Dentre as principais bancadas eleitas, destacam-se as que representam os polos em torno dos principais candidatos à Presidência. O PL, do presidente Jair Bolsonaro, elegeu 99 deputados federais, de longe a maior bancada. O feito é comparável ao do PSDB e do extinto PFL em 1998, quando os tucanos conquistaram 105 cadeiras, e os pefelistas 99. Na outra ponta, ganhou força a federação de partidos liderada pelo PT, do ex-presidente Luiz Inácio Lula da Silva. Ela somou mais 11 deputados, chegando a 79 e formando a segunda maior bancada da Casa. O União Brasil ganhou oito deputados, totalizando 59, a terceira bancada. O PP perdeu 11, mas ainda mantém 47. O MDB cresceu para 42 deputados (hoje tem 37), bancada equivalente à de PSD e Republicanos. Ainda no campo da esquerda, a federação PSOL/Rede, impulsionada por mais de 1 milhão de votos dados a Guilherme Boulos em São Paulo, ganhou quatro cadeiras, somando 14. Quem mais perdeu na esquerda foi o PSB, que agora também tem 14 deputados, ante 24 na legislatura anterior.

Na nova configuração do Congresso, tanto Lula como Bolsonaro têm espaço para formar maioria, embora a dificuldade seja maior para o ex-presidente. A eleição de mais de 300 deputados identificados com centro, centro-direita e extrema direita num universo de 513 e a conquista de terreno também no Senado criam uma dificuldade intrínseca para os planos de Lula, caso ele derrote Bolsonaro no próximo dia 30.

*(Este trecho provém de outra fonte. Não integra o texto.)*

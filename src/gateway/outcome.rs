//! @ai:module:intent Normalization of verification-service responses
//! @ai:module:layer domain
//! @ai:module:public_api VerificationOutcome, VerificationStatus, RemoteMetrics, MetricKey, ExtractedMetrics, MetricComparison
//! @ai:module:stateless true

use crate::model::Solution;
use serde_json::{Map, Value};
use std::collections::BTreeMap;

/// Local and remote values closer than this are considered equal.
pub const COMPARISON_TOLERANCE: f64 = 0.01;

const DISTANCE_KEYS: &[&str] = &["total_distance", "distance", "totalDistance"];
const TRANSITION_COST_KEYS: &[&str] = &[
    "total_changeover_cost",
    "total_transition_cost",
    "changeover_cost",
    "transition_cost",
    "totalChangeoverCost",
];
const VEHICLES_USED_KEYS: &[&str] = &["nb_vehicles_used", "vehicles_used", "nbVehiclesUsed"];
const PRODUCT_CHANGES_KEYS: &[&str] = &[
    "nb_product_changes",
    "product_changes",
    "nbProductChanges",
    "transitions",
];

/// @ai:intent Semantic metric reported by the verification service
#[derive(Debug, Clone, Copy, PartialEq, Eq)]
pub enum MetricKey {
    Distance,
    TransitionCost,
    VehiclesUsed,
    ProductChanges,
}

impl MetricKey {
    pub const ALL: [MetricKey; 4] = [
        MetricKey::Distance,
        MetricKey::TransitionCost,
        MetricKey::VehiclesUsed,
        MetricKey::ProductChanges,
    ];

    /// @ai:intent Accepted payload keys, in priority order
    /// @ai:effects pure
    pub fn aliases(&self) -> &'static [&'static str] {
        match self {
            MetricKey::Distance => DISTANCE_KEYS,
            MetricKey::TransitionCost => TRANSITION_COST_KEYS,
            MetricKey::VehiclesUsed => VEHICLES_USED_KEYS,
            MetricKey::ProductChanges => PRODUCT_CHANGES_KEYS,
        }
    }

    /// @ai:intent Human-readable label
    /// @ai:effects pure
    pub fn label(&self) -> &'static str {
        match self {
            MetricKey::Distance => "Total distance",
            MetricKey::TransitionCost => "Changeover cost",
            MetricKey::VehiclesUsed => "Vehicles used",
            MetricKey::ProductChanges => "Product changes",
        }
    }
}

/// @ai:intent Metrics object as returned by the service, keyed by payload name
#[derive(Debug, Clone, Default, PartialEq)]
pub struct RemoteMetrics {
    values: BTreeMap<String, Value>,
}

impl RemoteMetrics {
    /// @ai:intent Keep every entry of a JSON metrics object
    /// @ai:effects pure
    pub fn from_json(object: &Map<String, Value>) -> Self {
        Self {
            values: object.iter().map(|(k, v)| (k.clone(), v.clone())).collect(),
        }
    }

    /// @ai:intent Value of the first alias present; None when absent or not numeric
    /// @ai:effects pure
    pub fn get(&self, key: MetricKey) -> Option<f64> {
        lookup(&self.values, key.aliases())
    }

    /// @ai:effects pure
    pub fn is_empty(&self) -> bool {
        self.values.is_empty()
    }

    /// @ai:intent Raw payload keys, sorted
    /// @ai:effects pure
    pub fn keys(&self) -> impl Iterator<Item = &str> {
        self.values.keys().map(String::as_str)
    }

    /// @ai:intent Resolve every semantic metric
    /// @ai:effects pure
    pub fn extract(&self) -> ExtractedMetrics {
        ExtractedMetrics {
            distance: self.get(MetricKey::Distance),
            transition_cost: self.get(MetricKey::TransitionCost),
            vehicles_used: self.get(MetricKey::VehiclesUsed),
            product_changes: self.get(MetricKey::ProductChanges),
        }
    }
}

impl<K: Into<String>> FromIterator<(K, f64)> for RemoteMetrics {
    fn from_iter<I: IntoIterator<Item = (K, f64)>>(iter: I) -> Self {
        Self {
            values: iter.into_iter().map(|(k, v)| (k.into(), Value::from(v))).collect(),
        }
    }
}

/// @ai:intent Numeric value of the first alias present in `values`; later aliases are ignored
/// @ai:effects pure
fn lookup(values: &BTreeMap<String, Value>, aliases: &[&str]) -> Option<f64> {
    let (alias, value) = aliases
        .iter()
        .find_map(|alias| values.get(*alias).map(|value| (*alias, value)))?;

    let number = value.as_f64();
    if number.is_none() {
        tracing::debug!("Metric {} is not numeric: {}", alias, value);
    }
    number
}

/// @ai:intent Semantic metrics resolved from a payload; None means unavailable
#[derive(Debug, Clone, Copy, Default, PartialEq)]
pub struct ExtractedMetrics {
    pub distance: Option<f64>,
    pub transition_cost: Option<f64>,
    pub vehicles_used: Option<f64>,
    pub product_changes: Option<f64>,
}

impl ExtractedMetrics {
    /// @ai:intent Value of one semantic metric
    /// @ai:effects pure
    pub fn get(&self, key: MetricKey) -> Option<f64> {
        match key {
            MetricKey::Distance => self.distance,
            MetricKey::TransitionCost => self.transition_cost,
            MetricKey::VehiclesUsed => self.vehicles_used,
            MetricKey::ProductChanges => self.product_changes,
        }
    }

    /// @ai:intent Total cost, only when both of its components were reported
    /// @ai:effects pure
    pub fn total_cost(&self) -> Option<f64> {
        Some(self.distance? + self.transition_cost?)
    }

    /// @ai:intent Compare reported metrics against a local solution
    /// @ai:effects pure
    pub fn compare_with(&self, solution: &Solution) -> Vec<MetricComparison> {
        let local = |key: MetricKey| match key {
            MetricKey::Distance => solution.total_distance(),
            MetricKey::TransitionCost => solution.total_transition_cost(),
            MetricKey::VehiclesUsed => solution.nb_vehicles_used() as f64,
            MetricKey::ProductChanges => solution.total_transitions() as f64,
        };

        [MetricKey::Distance, MetricKey::TransitionCost, MetricKey::VehiclesUsed]
            .into_iter()
            .filter_map(|key| {
                self.get(key).map(|remote| MetricComparison {
                    metric: key,
                    local: local(key),
                    remote,
                })
            })
            .collect()
    }
}

/// @ai:intent One local-vs-remote metric pair
#[derive(Debug, Clone, Copy, PartialEq)]
pub struct MetricComparison {
    pub metric: MetricKey,
    pub local: f64,
    pub remote: f64,
}

impl MetricComparison {
    /// @ai:effects pure
    pub fn difference(&self) -> f64 {
        (self.local - self.remote).abs()
    }

    /// @ai:effects pure
    pub fn matches(&self) -> bool {
        self.difference() < COMPARISON_TOLERANCE
    }
}

/// @ai:intent Classification of a verification outcome for reporting
#[derive(Debug, Clone, PartialEq)]
pub enum VerificationStatus {
    Feasible(ExtractedMetrics),
    FeasibleWithoutMetrics,
    Infeasible,
}

/// @ai:intent Normalized verdict of the verification service
#[derive(Debug, Clone, Default, PartialEq)]
pub struct VerificationOutcome {
    pub feasible: bool,
    pub errors: Vec<String>,
    /// None when the payload carried no metrics object.
    pub metrics: Option<RemoteMetrics>,
}

impl VerificationOutcome {
    /// @ai:intent Infeasible outcome carrying a single diagnostic
    /// @ai:effects pure
    pub fn failure(message: impl Into<String>) -> Self {
        Self {
            feasible: false,
            errors: vec![message.into()],
            metrics: None,
        }
    }

    /// @ai:intent Normalize a raw response body; malformed bodies become infeasible outcomes
    /// @ai:effects pure
    pub fn from_payload(body: &str) -> Self {
        let payload: Value = match serde_json::from_str(body) {
            Ok(value) => value,
            Err(e) => return Self::failure(format!("Malformed response body: {e}")),
        };

        let Some(object) = payload.as_object() else {
            return Self::failure("Malformed response body: expected a JSON object");
        };

        let feasible = object
            .get("feasible")
            .and_then(Value::as_bool)
            .unwrap_or(false);

        let errors: Vec<String> = object
            .get("errors")
            .and_then(Value::as_array)
            .map(|items| {
                items
                    .iter()
                    .map(|item| match item {
                        Value::String(text) => text.clone(),
                        other => other.to_string(),
                    })
                    .collect()
            })
            .unwrap_or_default();

        let metrics = object
            .get("metrics")
            .and_then(Value::as_object)
            .map(RemoteMetrics::from_json);

        tracing::debug!(
            feasible,
            errors = errors.len(),
            metric_keys = ?metrics.as_ref().map(|m| m.keys().collect::<Vec<_>>()),
            "Raw verification response"
        );

        Self {
            feasible,
            errors,
            metrics,
        }
    }

    /// @ai:intent Classify as feasible with metrics, feasible without metrics, or infeasible
    /// @ai:effects pure
    pub fn status(&self) -> VerificationStatus {
        if !self.feasible {
            return VerificationStatus::Infeasible;
        }

        match &self.metrics {
            Some(metrics) if !metrics.is_empty() => VerificationStatus::Feasible(metrics.extract()),
            _ => VerificationStatus::FeasibleWithoutMetrics,
        }
    }
}
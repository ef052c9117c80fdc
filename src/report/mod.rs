//! @ai:module:intent Batch report export and console output
//! @ai:module:layer infrastructure
//! @ai:module:public_api CsvReporter, print_batch_summary, print_verification_result, print_comparison

pub mod console;
pub mod csv_report;

pub use console::{print_batch_summary, print_comparison, print_verification_result};
pub use csv_report::{CsvReporter, CsvReporterTrait};
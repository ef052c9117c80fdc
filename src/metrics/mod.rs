//! @ai:module:intent Metrics collection and aggregation
//! @ai:module:layer application
//! @ai:module:public_api MetricsRecord, InstanceFailure, BatchReport, BatchSummary, MetricsAggregator

pub mod aggregator;
pub mod types;

pub use aggregator::{MetricsAggregator, MetricsAggregatorTrait};
pub use types::{BatchReport, BatchSummary, InstanceFailure, MetricsRecord, VerifiedStats};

A principal dificuldade trazida pelo Congresso eleito, porém, não é nova: o mecanismo das emendas do relator, ou orçamento secreto. Criado com o apoio da frente bolsonarista, ele vem sendo usado para comprar votos distribuindo verbas para congressistas gastarem em suas bases de apoio, sem planejamento nem transparência. Bolsonaro, se reeleito, pouco fará para eliminar o instrumento que ajudou a criar. Lula prometeu, caso eleito, acabar com a excrescência em negociação com os congressistas. As conquistas do Centrão nas urnas trazem motivo para ceticismo. O destino do orçamento secreto depende ainda de uma decisão do Supremo Tribunal Federal (STF). Será essa a pauta que definirá a relação entre Executivo e Legislativo no início do próximo governo.